WORK ITEM: Return all lines of the records that contain the word "rtype".

(Records drawn from a dataset)

════════

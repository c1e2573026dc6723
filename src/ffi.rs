//! FFI bindings for mobile platforms (Android/iOS)
//!
//! One process-wide [`EchClient`] driven from the host app. Strings are
//! null-terminated UTF-8; a null pointer counts as an empty string.

use crate::logging::{self, LogCallback};
use crate::EchClient;
use std::ffi::{c_char, c_int, CStr, CString};
use std::sync::{Arc, OnceLock};
use tokio::runtime::Runtime;

static RUNTIME: OnceLock<Option<Runtime>> = OnceLock::new();
static CLIENT: OnceLock<EchClient> = OnceLock::new();

fn get_runtime() -> Option<&'static Runtime> {
    RUNTIME
        .get_or_init(|| {
            match tokio::runtime::Builder::new_multi_thread()
                .enable_all()
                .build()
            {
                Ok(rt) => Some(rt),
                Err(e) => {
                    tracing::error!("Failed to create Tokio runtime: {}", e);
                    None
                }
            }
        })
        .as_ref()
}

fn get_client() -> &'static EchClient {
    CLIENT.get_or_init(EchClient::new)
}

/// # Safety
/// `ptr` must be null or point to a null-terminated string.
unsafe fn c_str(ptr: *const c_char) -> String {
    if ptr.is_null() {
        return String::new();
    }
    CStr::from_ptr(ptr).to_string_lossy().into_owned()
}

/// Set the configuration used by the next start.
///
/// Empty `listen_addr`, `dns_server` and `ech_domain` keep their defaults.
///
/// # Safety
/// Every pointer must be null or a valid null-terminated string.
#[no_mangle]
pub unsafe extern "C" fn ech_proxy_configure(
    server_addr: *const c_char,
    listen_addr: *const c_char,
    token: *const c_char,
    server_ip: *const c_char,
    dns_server: *const c_char,
    ech_domain: *const c_char,
) {
    get_client().configure(
        &c_str(server_addr),
        &c_str(listen_addr),
        &c_str(token),
        &c_str(server_ip),
        &c_str(dns_server),
        &c_str(ech_domain),
    );
}

/// Start the proxy
/// Returns 0 on success, or -1 on failure
#[no_mangle]
pub extern "C" fn ech_proxy_start() -> c_int {
    let Some(rt) = get_runtime() else {
        return -1;
    };

    // Failures are logged by `EchClient::start`.
    match rt.block_on(get_client().start()) {
        Ok(()) => 0,
        Err(_) => -1,
    }
}

/// Stop the proxy
#[no_mangle]
pub extern "C" fn ech_proxy_stop() {
    get_client().stop();
}

/// Check if the proxy is running
/// Returns 1 if running, 0 if not
#[no_mangle]
pub extern "C" fn ech_proxy_is_running() -> c_int {
    get_client().is_running() as c_int
}

/// Get the bound port
/// Returns the port number, or 0 if not running
#[no_mangle]
pub extern "C" fn ech_proxy_get_port() -> c_int {
    get_client()
        .local_addr()
        .map(|addr| addr.port() as c_int)
        .unwrap_or(0)
}

/// Forward log lines to `callback`; null removes it.
///
/// The pointer passed to the callback is only valid during the call.
#[no_mangle]
pub extern "C" fn ech_proxy_set_log_callback(callback: Option<extern "C" fn(*const c_char)>) {
    let callback = callback.map(|cb| {
        let forward: LogCallback = Arc::new(move |line: &str| {
            // Interior NULs would truncate the line on the C side.
            let line = line.replace('\0', " ");
            if let Ok(line) = CString::new(line) {
                cb(line.as_ptr());
            }
        });
        forward
    });
    logging::set_log_callback(callback);
}

/// Initialize logging (call once at startup)
#[no_mangle]
pub extern "C" fn ech_proxy_init_logging() {
    logging::init_logging();
}

#[cfg(test)]
mod tests {
    use super::*;
    use std::ptr;

    #[test]
    fn null_strings_are_empty() {
        assert_eq!(unsafe { c_str(ptr::null()) }, "");
        let s = CString::new("relay.example.com:443").unwrap();
        assert_eq!(unsafe { c_str(s.as_ptr()) }, "relay.example.com:443");
    }

    #[test]
    fn idle_client_reports_not_running() {
        assert_eq!(ech_proxy_is_running(), 0);
        assert_eq!(ech_proxy_get_port(), 0);
        ech_proxy_stop();
    }
}
//! DNS wire format for the ECH lookup
//!
//! Builds a single-question query and scans a response for the `ech`
//! SvcParam (key 5) of HTTPS records (type 65). Every read is bounds
//! checked: a malformed or truncated message yields [`DnsError::Truncated`].

use crate::error::DnsError;
use base64::engine::general_purpose::STANDARD;
use base64::Engine;

/// HTTPS resource record type (RFC 9460)
pub const TYPE_HTTPS: u16 = 65;
/// Internet class
pub const CLASS_IN: u16 = 1;
/// SvcParamKey carrying the ECHConfigList
pub const SVC_PARAM_ECH: u16 = 5;

const HEADER_LEN: usize = 12;

const MAX_LABEL_LEN: usize = 63;
const MAX_NAME_LEN: usize = 255;

/// Build a query for `domain` with a fixed transaction ID and RD set.
///
/// Labels longer than 63 bytes or names longer than 255 bytes on the wire
/// are rejected with [`DnsError::InvalidName`].
pub fn build_query(domain: &str, record_type: u16) -> Result<Vec<u8>, DnsError> {
    let mut query = Vec::with_capacity(HEADER_LEN + domain.len() + 6);
    query.extend_from_slice(&[
        0x00, 0x01, // ID
        0x01, 0x00, // RD
        0x00, 0x01, // QDCOUNT
        0x00, 0x00, // ANCOUNT
        0x00, 0x00, // NSCOUNT
        0x00, 0x00, // ARCOUNT
    ]);
    for label in domain.split('.').filter(|label| !label.is_empty()) {
        if label.len() > MAX_LABEL_LEN {
            return Err(DnsError::InvalidName);
        }
        query.push(label.len() as u8);
        query.extend_from_slice(label.as_bytes());
    }
    query.push(0x00);
    if query.len() - HEADER_LEN > MAX_NAME_LEN {
        return Err(DnsError::InvalidName);
    }
    query.extend_from_slice(&record_type.to_be_bytes());
    query.extend_from_slice(&CLASS_IN.to_be_bytes());
    Ok(query)
}

/// Scan a DoH response for the first non-empty ECH parameter.
///
/// Returns the parameter base64-encoded (standard alphabet).
pub fn parse_response(response: &[u8]) -> Result<String, DnsError> {
    let message = DnsMessage::parse(response)?;
    if message.answer_count() == 0 {
        return Err(DnsError::NoAnswer);
    }

    for record in message.answers() {
        let record = record?;
        if record.rtype != TYPE_HTTPS {
            continue;
        }
        if let Some(ech) = parse_https_record(record.rdata) {
            return Ok(ech);
        }
    }

    Err(DnsError::NoEchParameter)
}

/// Extract the `ech` SvcParam from HTTPS record RDATA, base64-encoded.
///
/// Returns `None` when the record has no (or an empty) ECH parameter or
/// when its parameters overrun the RDATA.
pub fn parse_https_record(rdata: &[u8]) -> Option<String> {
    svc_param(rdata, SVC_PARAM_ECH).map(|value| STANDARD.encode(value))
}

fn svc_param(rdata: &[u8], wanted: u16) -> Option<&[u8]> {
    // SvcPriority
    if rdata.len() < 2 {
        return None;
    }
    // TargetName: root (single zero byte) or a label sequence
    let mut offset = skip_name(rdata, 2).ok()?;

    while offset + 4 <= rdata.len() {
        let key = u16::from_be_bytes([rdata[offset], rdata[offset + 1]]);
        let len = u16::from_be_bytes([rdata[offset + 2], rdata[offset + 3]]) as usize;
        offset += 4;
        let value = rdata.get(offset..offset + len)?;
        offset += len;
        if key == wanted {
            return (!value.is_empty()).then_some(value);
        }
    }

    None
}

/// Borrowed view over a DNS message: header counts plus a lazy answer scan.
#[derive(Debug, Clone, Copy)]
pub struct DnsMessage<'a> {
    buf: &'a [u8],
    id: u16,
    answer_count: u16,
    answers_offset: usize,
}

impl<'a> DnsMessage<'a> {
    /// Validate the header and skip the question section.
    pub fn parse(buf: &'a [u8]) -> Result<Self, DnsError> {
        if buf.len() < HEADER_LEN {
            return Err(DnsError::Truncated);
        }
        let id = read_u16(buf, 0)?;
        let question_count = read_u16(buf, 4)?;
        let answer_count = read_u16(buf, 6)?;

        let mut offset = HEADER_LEN;
        for _ in 0..question_count {
            // QNAME, QTYPE, QCLASS
            offset = skip_name(buf, offset)? + 4;
            if offset > buf.len() {
                return Err(DnsError::Truncated);
            }
        }

        Ok(Self {
            buf,
            id,
            answer_count,
            answers_offset: offset,
        })
    }

    pub fn id(&self) -> u16 {
        self.id
    }

    pub fn answer_count(&self) -> u16 {
        self.answer_count
    }

    /// Iterate answer records. Stops after the first malformed record.
    pub fn answers(&self) -> Answers<'a> {
        Answers {
            buf: self.buf,
            offset: self.answers_offset,
            remaining: self.answer_count,
        }
    }
}

/// A resource record with its RDATA still borrowed from the message.
#[derive(Debug, Clone, Copy, PartialEq, Eq)]
pub struct ResourceRecord<'a> {
    pub rtype: u16,
    pub rdata: &'a [u8],
}

/// Iterator over the answer section.
#[derive(Debug)]
pub struct Answers<'a> {
    buf: &'a [u8],
    offset: usize,
    remaining: u16,
}

impl<'a> Iterator for Answers<'a> {
    type Item = Result<ResourceRecord<'a>, DnsError>;

    fn next(&mut self) -> Option<Self::Item> {
        if self.remaining == 0 {
            return None;
        }
        self.remaining -= 1;

        match read_record(self.buf, self.offset) {
            Ok((record, next)) => {
                self.offset = next;
                Some(Ok(record))
            }
            Err(e) => {
                self.remaining = 0;
                Some(Err(e))
            }
        }
    }
}

fn read_record(buf: &[u8], offset: usize) -> Result<(ResourceRecord<'_>, usize), DnsError> {
    let offset = skip_name(buf, offset)?;
    let rtype = read_u16(buf, offset)?;
    // TYPE(2) CLASS(2) TTL(4) RDLENGTH(2)
    let rdlength = read_u16(buf, offset + 8)? as usize;
    let start = offset + 10;
    let rdata = buf
        .get(start..start + rdlength)
        .ok_or(DnsError::Truncated)?;
    Ok((ResourceRecord { rtype, rdata }, start + rdlength))
}

/// Skip an encoded name, returning the offset just past it.
///
/// A compression pointer ends the name after its two bytes; pointers are
/// never followed.
fn skip_name(buf: &[u8], mut offset: usize) -> Result<usize, DnsError> {
    loop {
        let len = *buf.get(offset).ok_or(DnsError::Truncated)?;
        if len == 0 {
            return Ok(offset + 1);
        }
        if len & 0xC0 == 0xC0 {
            if offset + 2 > buf.len() {
                return Err(DnsError::Truncated);
            }
            return Ok(offset + 2);
        }
        offset += 1 + len as usize;
    }
}

fn read_u16(buf: &[u8], offset: usize) -> Result<u16, DnsError> {
    buf.get(offset..offset + 2)
        .map(|b| u16::from_be_bytes([b[0], b[1]]))
        .ok_or(DnsError::Truncated)
}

════════

RESULT OF THIS EXERCISE:
        if record.rtype != TYPE_HTTPS {
    pub rtype: u16,
    let rtype = read_u16(buf, offset)?;
    Ok((ResourceRecord { rtype, rdata }, start + rdlength))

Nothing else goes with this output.